The effect of hot bed temperature on the CF/PLA composite mainly comes from the internal stress generated by the rapid cooling of the refused filament on the bottom of the hot bed plate. Lower temperatures can result in significant internal stresses, which can adversely affect the dimensional stability of the printed object. Therefore, maintaining an appropriate hot bed temperature is crucial for minimizing shrinkage and internal stresses, thereby promoting better adhesion between printed layers.

In addition to the hot bed temperature, adjusting printing speed plays a crucial role in ensuring that the melted filament has adequate time to cool and solidify evenly. This helps in reducing the risk of stress concentration within the print.

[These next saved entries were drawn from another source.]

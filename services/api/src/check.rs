use crate::infra::InMemoryRewardStore;
use chrono::{Local, NaiveDate};
use clap::Args;
use karma_rewards::config::{AppConfig, RewardDataConfig};
use karma_rewards::error::AppError;
use karma_rewards::rewards::validation::parse_date;
use karma_rewards::rewards::{
    load_reward_data, DailyMetrics, LoadedRewardData, RewardEngine, RewardRequest, RewardService,
    SurpriseBoxResponse,
};
use std::path::PathBuf;
use std::sync::Arc;

/// Overrides for the reward data locations configured through the environment.
#[derive(Args, Debug, Default, Clone)]
pub(crate) struct DataArgs {
    /// Engine configuration JSON (overrides REWARD_CONFIG_PATH)
    #[arg(long)]
    pub(crate) reward_config: Option<PathBuf>,
    /// Feature condition catalogue CSV (overrides REWARD_CONDITIONS_PATH)
    #[arg(long)]
    pub(crate) conditions: Option<PathBuf>,
    /// Scorer weights JSON (overrides REWARD_SCORER_PATH)
    #[arg(long)]
    pub(crate) scorer: Option<PathBuf>,
}

impl DataArgs {
    pub(crate) fn apply(&self, paths: &mut RewardDataConfig) {
        if let Some(path) = &self.reward_config {
            paths.engine_config_path = path.clone();
        }
        if let Some(path) = &self.conditions {
            paths.conditions_path = path.clone();
        }
        if let Some(path) = &self.scorer {
            paths.scorer_path = path.clone();
        }
    }

    fn load(&self) -> Result<LoadedRewardData, AppError> {
        let mut paths = AppConfig::load()?.rewards;
        self.apply(&mut paths);
        Ok(load_reward_data(&paths)?)
    }
}

#[derive(Args, Debug)]
pub(crate) struct CheckArgs {
    /// User to evaluate
    #[arg(long)]
    pub(crate) user_id: String,
    /// Activity date (YYYY-MM-DD). Defaults to today.
    #[arg(long, value_parser = parse_date)]
    pub(crate) date: Option<NaiveDate>,
    #[arg(long, default_value_t = 0)]
    pub(crate) login_streak: u32,
    #[arg(long, default_value_t = 0)]
    pub(crate) posts_created: u32,
    #[arg(long, default_value_t = 0)]
    pub(crate) comments_written: u32,
    #[arg(long, default_value_t = 0)]
    pub(crate) upvotes_received: u32,
    #[arg(long, default_value_t = 0)]
    pub(crate) quizzes_completed: u32,
    #[arg(long, default_value_t = 0)]
    pub(crate) buddies_messaged: u32,
    #[arg(long, default_value_t = 0)]
    pub(crate) karma_spent: u32,
    #[arg(long, default_value_t = 0)]
    pub(crate) karma_earned_today: u32,
    #[command(flatten)]
    pub(crate) data: DataArgs,
}

impl CheckArgs {
    pub(crate) fn metrics(&self) -> DailyMetrics {
        DailyMetrics {
            login_streak: self.login_streak,
            posts_created: self.posts_created,
            comments_written: self.comments_written,
            upvotes_received: self.upvotes_received,
            quizzes_completed: self.quizzes_completed,
            buddies_messaged: self.buddies_messaged,
            karma_spent: self.karma_spent,
            karma_earned_today: self.karma_earned_today,
        }
    }
}

pub(crate) async fn run_check(args: CheckArgs) -> Result<(), AppError> {
    let loaded = args.data.load()?;
    let today = Local::now().date_naive();
    let (response, warnings) = decide(&args, loaded.engine, today).await?;

    for warning in warnings {
        eprintln!("warning: {warning}");
    }
    let rendered = serde_json::to_string_pretty(&response).map_err(std::io::Error::from)?;
    println!("{rendered}");
    Ok(())
}

/// Decide against a throwaway ledger; the one-shot check never records grants.
async fn decide(
    args: &CheckArgs,
    engine: RewardEngine,
    today: NaiveDate,
) -> Result<(SurpriseBoxResponse, Vec<String>), AppError> {
    let service = RewardService::new(
        Arc::new(engine),
        Arc::new(InMemoryRewardStore::default()),
    );
    let request = RewardRequest {
        user_id: args.user_id.clone(),
        date: args.date.unwrap_or(today).to_string(),
        daily_metrics: args.metrics(),
    };

    let decision = service.check(&request, today).await?;
    Ok((SurpriseBoxResponse::from(&decision), decision.warnings))
}

pub(crate) fn run_validate(args: DataArgs) -> Result<(), AppError> {
    let loaded = args.load()?;
    for line in summary_lines(&loaded) {
        println!("{line}");
    }
    Ok(())
}

fn summary_lines(loaded: &LoadedRewardData) -> Vec<String> {
    let config = loaded.engine.config();
    let mut lines = vec![
        "Reward data is valid".to_string(),
        format!(
            "- {} reward rules across {} box types",
            loaded.engine.rules().iter().count(),
            config.box_types.len()
        ),
        format!(
            "- {} feature conditions",
            loaded.engine.feature_conditions().len()
        ),
        format!(
            "- probability threshold {:.2} | karma {}..={}",
            config.reward_probability_threshold, config.karma_min, config.karma_max
        ),
        format!(
            "- scorer model {} (last updated {})",
            loaded.model.version,
            loaded.model.last_updated.as_deref().unwrap_or("unknown")
        ),
    ];
    for box_type in config.zero_weight_box_types() {
        lines.push(format!(
            "- warning: box type '{box_type}' has all-zero rarity weights and always yields common"
        ));
    }
    lines
}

While nozzle temperature is important for effectively melting the filament, its influence on the quality of final printed products is considered less significant compared to hot bed temperature and printing speed. Nonetheless, nozzle temperature affects interlayer adhesion and should be carefully adjusted to prevent issues such as uneven melting or excessive filament burning.

4. Conclusions

(1)

The incorporation of carbon fiber (CF) into PLA forms a composite that benefits from a well-dispersed CF skeleton structure. This structure enhances the surface density and overall mechanical properties of the PLA composite by effectively conducting and absorbing energy. However, excessive CF content can lead to microscopic defects and aggregation.

(2)

With 5 wt.% CF, the tensile strength, fracture elongation, bending strength, and impact strength of the PLA composite are measured at 56.06 MPa, 6.16%, 65.70 MPa, and 3.27 kJ/m², respectively. These properties declined with higher CF content (10 wt.%).

(3)

CFs with good thermal conductivity and heat resistance contribute to hindering the fracture of PLA molecular chains and enhancing thermal stability. For instance, the thermal decomposition temperature of PLA increased from 245 °C to 255 °C and 265 °C with 5 wt.% and 10 wt.% CF, respectively.

(4)

Orthogonal experiments identified key factors influencing the tensile strength of CF/PLA composites as printing layer thickness, hot bed temperature, printing speed, and nozzle temperature. Achieving strong interlayer adhesion in CF/PLA prints requires using a thin printing layer thickness. Optimal hot bed temperatures and controlled printing speeds are essential to minimize internal stresses, thus maintaining the excellent mechanical strength of the printed product.

(5)

To maximize tensile strength in PLA samples, optimal conditions include a printing layer thickness of 0.1 mm, a hot bed temperature of 60 °C, a printing speed of 40 mm/s, and a nozzle temperature of 215 °C. These parameters collectively contribute to producing high-quality prints with superior mechanical properties suitable for diverse industrial and functional uses.